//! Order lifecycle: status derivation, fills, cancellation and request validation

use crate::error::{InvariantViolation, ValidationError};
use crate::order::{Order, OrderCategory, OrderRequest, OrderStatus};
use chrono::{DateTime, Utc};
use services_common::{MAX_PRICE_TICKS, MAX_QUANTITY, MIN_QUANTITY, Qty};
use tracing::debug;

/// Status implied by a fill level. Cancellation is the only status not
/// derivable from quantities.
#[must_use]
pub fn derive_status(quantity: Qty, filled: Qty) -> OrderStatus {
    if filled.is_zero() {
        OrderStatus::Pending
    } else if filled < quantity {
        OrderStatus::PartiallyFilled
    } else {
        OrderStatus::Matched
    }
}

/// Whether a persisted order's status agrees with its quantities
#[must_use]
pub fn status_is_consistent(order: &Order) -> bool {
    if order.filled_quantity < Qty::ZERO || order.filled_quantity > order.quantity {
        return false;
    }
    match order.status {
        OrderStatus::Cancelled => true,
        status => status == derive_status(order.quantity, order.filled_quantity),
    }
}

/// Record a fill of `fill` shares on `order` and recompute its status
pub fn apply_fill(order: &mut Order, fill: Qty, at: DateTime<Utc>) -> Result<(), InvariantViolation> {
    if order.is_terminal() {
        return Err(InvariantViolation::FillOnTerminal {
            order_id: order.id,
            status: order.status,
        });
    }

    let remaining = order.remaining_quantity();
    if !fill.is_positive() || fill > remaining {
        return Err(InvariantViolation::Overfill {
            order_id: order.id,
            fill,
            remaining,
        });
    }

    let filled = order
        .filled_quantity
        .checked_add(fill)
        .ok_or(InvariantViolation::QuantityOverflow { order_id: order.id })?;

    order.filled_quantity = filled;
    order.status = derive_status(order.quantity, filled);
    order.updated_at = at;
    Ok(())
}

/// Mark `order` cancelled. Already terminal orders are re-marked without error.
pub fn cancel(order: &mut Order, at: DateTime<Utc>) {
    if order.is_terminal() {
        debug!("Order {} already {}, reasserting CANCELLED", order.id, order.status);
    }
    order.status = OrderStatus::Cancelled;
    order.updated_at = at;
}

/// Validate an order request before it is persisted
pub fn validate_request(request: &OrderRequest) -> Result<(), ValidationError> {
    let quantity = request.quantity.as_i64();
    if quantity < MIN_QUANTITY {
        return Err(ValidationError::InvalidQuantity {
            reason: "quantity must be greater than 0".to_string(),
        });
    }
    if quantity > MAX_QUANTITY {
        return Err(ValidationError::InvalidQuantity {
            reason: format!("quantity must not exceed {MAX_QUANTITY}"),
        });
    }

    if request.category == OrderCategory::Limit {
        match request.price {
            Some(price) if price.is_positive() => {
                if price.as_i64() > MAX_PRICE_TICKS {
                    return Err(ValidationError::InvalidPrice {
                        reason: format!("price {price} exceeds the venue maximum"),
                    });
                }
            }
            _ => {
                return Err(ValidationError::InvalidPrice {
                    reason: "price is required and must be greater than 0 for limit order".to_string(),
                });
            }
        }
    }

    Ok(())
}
****
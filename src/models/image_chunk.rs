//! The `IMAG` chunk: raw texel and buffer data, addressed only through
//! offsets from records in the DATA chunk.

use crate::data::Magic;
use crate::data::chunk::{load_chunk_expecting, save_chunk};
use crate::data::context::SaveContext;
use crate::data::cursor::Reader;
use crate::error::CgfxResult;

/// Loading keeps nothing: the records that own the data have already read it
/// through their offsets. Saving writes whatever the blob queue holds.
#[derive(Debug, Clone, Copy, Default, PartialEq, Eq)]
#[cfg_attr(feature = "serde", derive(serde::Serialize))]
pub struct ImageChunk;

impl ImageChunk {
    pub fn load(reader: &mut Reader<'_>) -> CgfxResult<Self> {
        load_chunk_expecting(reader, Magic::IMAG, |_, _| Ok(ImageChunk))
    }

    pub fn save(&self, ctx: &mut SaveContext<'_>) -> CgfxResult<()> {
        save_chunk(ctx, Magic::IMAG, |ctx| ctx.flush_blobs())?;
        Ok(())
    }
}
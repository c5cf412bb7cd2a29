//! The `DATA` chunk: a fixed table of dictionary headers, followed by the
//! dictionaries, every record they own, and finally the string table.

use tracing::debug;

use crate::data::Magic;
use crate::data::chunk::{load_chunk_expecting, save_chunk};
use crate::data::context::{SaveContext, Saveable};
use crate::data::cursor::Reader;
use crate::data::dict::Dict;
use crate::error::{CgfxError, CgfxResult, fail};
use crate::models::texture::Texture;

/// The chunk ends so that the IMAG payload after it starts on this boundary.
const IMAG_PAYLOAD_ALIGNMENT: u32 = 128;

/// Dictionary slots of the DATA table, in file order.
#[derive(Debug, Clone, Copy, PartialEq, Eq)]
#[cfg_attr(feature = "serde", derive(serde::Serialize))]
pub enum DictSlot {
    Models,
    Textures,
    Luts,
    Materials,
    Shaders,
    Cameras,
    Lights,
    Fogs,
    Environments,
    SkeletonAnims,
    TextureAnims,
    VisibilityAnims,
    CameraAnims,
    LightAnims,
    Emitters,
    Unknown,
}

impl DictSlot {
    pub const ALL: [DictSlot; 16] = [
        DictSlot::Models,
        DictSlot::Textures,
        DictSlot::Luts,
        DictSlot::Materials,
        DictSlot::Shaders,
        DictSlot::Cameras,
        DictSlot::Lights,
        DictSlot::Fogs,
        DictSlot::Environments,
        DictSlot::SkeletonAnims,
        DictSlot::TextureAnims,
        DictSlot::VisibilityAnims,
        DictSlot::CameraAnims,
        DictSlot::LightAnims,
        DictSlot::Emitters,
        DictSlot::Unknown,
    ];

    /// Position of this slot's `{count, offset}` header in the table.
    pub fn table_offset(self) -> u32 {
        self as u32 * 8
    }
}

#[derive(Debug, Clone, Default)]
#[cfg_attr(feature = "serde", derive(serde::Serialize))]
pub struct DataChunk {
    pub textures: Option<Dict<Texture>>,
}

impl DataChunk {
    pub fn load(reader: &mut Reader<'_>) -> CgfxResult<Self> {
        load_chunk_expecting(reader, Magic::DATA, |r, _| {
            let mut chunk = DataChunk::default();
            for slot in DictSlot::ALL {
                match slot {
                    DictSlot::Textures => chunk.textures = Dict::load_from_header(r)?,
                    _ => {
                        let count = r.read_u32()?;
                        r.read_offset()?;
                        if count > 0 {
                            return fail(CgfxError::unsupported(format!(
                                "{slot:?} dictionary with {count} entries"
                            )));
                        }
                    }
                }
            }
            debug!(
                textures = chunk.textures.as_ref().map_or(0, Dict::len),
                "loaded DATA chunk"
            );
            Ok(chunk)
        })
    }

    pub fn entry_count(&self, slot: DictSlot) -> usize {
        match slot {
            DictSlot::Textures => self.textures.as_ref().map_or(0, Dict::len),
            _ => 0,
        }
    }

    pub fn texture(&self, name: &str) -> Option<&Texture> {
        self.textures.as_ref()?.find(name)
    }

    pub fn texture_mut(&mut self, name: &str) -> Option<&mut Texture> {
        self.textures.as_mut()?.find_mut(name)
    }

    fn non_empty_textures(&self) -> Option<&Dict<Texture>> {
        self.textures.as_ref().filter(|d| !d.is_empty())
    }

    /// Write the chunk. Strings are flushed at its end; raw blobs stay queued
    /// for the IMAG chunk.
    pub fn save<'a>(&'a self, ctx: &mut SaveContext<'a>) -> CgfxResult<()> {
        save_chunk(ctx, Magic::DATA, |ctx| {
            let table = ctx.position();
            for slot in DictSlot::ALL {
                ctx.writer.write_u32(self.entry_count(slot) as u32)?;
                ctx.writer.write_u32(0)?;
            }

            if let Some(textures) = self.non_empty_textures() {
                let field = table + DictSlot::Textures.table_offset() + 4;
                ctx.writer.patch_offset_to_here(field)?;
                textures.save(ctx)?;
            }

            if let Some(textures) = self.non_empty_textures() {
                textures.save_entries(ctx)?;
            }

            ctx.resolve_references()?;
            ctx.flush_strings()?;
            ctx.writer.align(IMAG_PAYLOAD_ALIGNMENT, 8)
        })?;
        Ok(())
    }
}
****
▸ **Directions for this task**
A count is wanted, and nothing else: the lines of this listing that include the word "OrderCategory".

▸ **Expected answer**
2